[Stored data entries]
*** Begin section ***
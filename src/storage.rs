use std::io::ErrorKind;
use std::path::{Component, Path, PathBuf};
use std::sync::Arc;

use async_trait::async_trait;
use bytes::Bytes;
use thiserror::Error;
use tracing::{debug, info, warn};

use crate::config::Config;

#[derive(Debug, Error)]
pub enum StorageError {
    #[error("invalid storage path: {0}")]
    InvalidPath(String),
    #[error("file not found: {0}")]
    NotFound(String),
    #[error("storage I/O error: {0}")]
    Io(#[from] std::io::Error),
}

/// Blob storage addressed by relative, `/`-separated paths.
#[async_trait]
pub trait StorageProvider: Send + Sync {
    fn name(&self) -> &str;

    /// Stores `data` and returns the public URL for it.
    async fn upload(&self, data: Bytes, path: &str, mime_type: &str) -> Result<String, StorageError>;

    async fn download(&self, path: &str) -> Result<Bytes, StorageError>;

    /// Deleting a missing file succeeds.
    async fn delete(&self, path: &str) -> Result<(), StorageError>;

    async fn exists(&self, path: &str) -> Result<bool, StorageError>;

    /// Inverse of the URL returned by [`StorageProvider::upload`].
    fn path_from_url(&self, url: &str) -> Option<String>;
}

pub struct LocalStorage {
    base_path: PathBuf,
    base_url: String,
}

impl LocalStorage {
    pub fn new(base_path: impl Into<PathBuf>, base_url: &str) -> Self {
        Self {
            base_path: base_path.into(),
            base_url: base_url.trim_end_matches('/').to_string(),
        }
    }

    fn resolve(&self, path: &str) -> Result<PathBuf, StorageError> {
        let relative = Path::new(path);
        let clean = !path.is_empty() && relative.components().all(|c| matches!(c, Component::Normal(_)));
        if !clean {
            warn!("Rejected storage path: {}", path);
            return Err(StorageError::InvalidPath(path.to_string()));
        }
        Ok(self.base_path.join(relative))
    }
}

#[async_trait]
impl StorageProvider for LocalStorage {
    fn name(&self) -> &str {
        "local"
    }

    async fn upload(&self, data: Bytes, path: &str, mime_type: &str) -> Result<String, StorageError> {
        let full_path = self.resolve(path)?;
        if let Some(dir) = full_path.parent() {
            tokio::fs::create_dir_all(dir).await?;
        }
        tokio::fs::write(&full_path, &data).await?;
        debug!("💾 Stored {} ({} bytes, {})", path, data.len(), mime_type);
        Ok(format!("{}/{}", self.base_url, path))
    }

    async fn download(&self, path: &str) -> Result<Bytes, StorageError> {
        let full_path = self.resolve(path)?;
        match tokio::fs::read(&full_path).await {
            Ok(data) => Ok(Bytes::from(data)),
            Err(e) if e.kind() == ErrorKind::NotFound => Err(StorageError::NotFound(path.to_string())),
            Err(e) => Err(e.into()),
        }
    }

    async fn delete(&self, path: &str) -> Result<(), StorageError> {
        let full_path = self.resolve(path)?;
        match tokio::fs::remove_file(&full_path).await {
            Ok(()) => Ok(()),
            Err(e) if e.kind() == ErrorKind::NotFound => Ok(()),
            Err(e) => Err(e.into()),
        }
    }

    async fn exists(&self, path: &str) -> Result<bool, StorageError> {
        let full_path = self.resolve(path)?;
        match tokio::fs::metadata(&full_path).await {
            Ok(meta) => Ok(meta.is_file()),
            Err(e) if e.kind() == ErrorKind::NotFound => Ok(false),
            Err(e) => Err(e.into()),
        }
    }

    fn path_from_url(&self, url: &str) -> Option<String> {
        url.strip_prefix(&self.base_url)?
            .strip_prefix('/')
            .filter(|path| !path.is_empty())
            .map(str::to_string)
    }
}

/// Content type for a stored file, by extension.
pub fn content_type_for(path: &str) -> &'static str {
    let ext = Path::new(path)
        .extension()
        .and_then(|e| e.to_str())
        .map(str::to_ascii_lowercase);
    match ext.as_deref() {
        Some("png") => "image/png",
        Some("jpg") | Some("jpeg") => "image/jpeg",
        Some("webp") => "image/webp",
        Some("gif") => "image/gif",
        Some("svg") => "image/svg+xml",
        _ => "application/octet-stream",
    }
}

pub fn from_config(config: &Config) -> Arc<dyn StorageProvider> {
    if config.storage_provider != "local" {
        warn!("Unknown storage provider '{}', using local storage", config.storage_provider);
    }
    info!("📁 Local storage at {}", config.local_upload_path.display());
    Arc::new(LocalStorage::new(config.local_upload_path.clone(), &config.upload_base_url))
}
*** End section ***
Count how many lines of the entries contain the word "relative", and respond with that count only.

4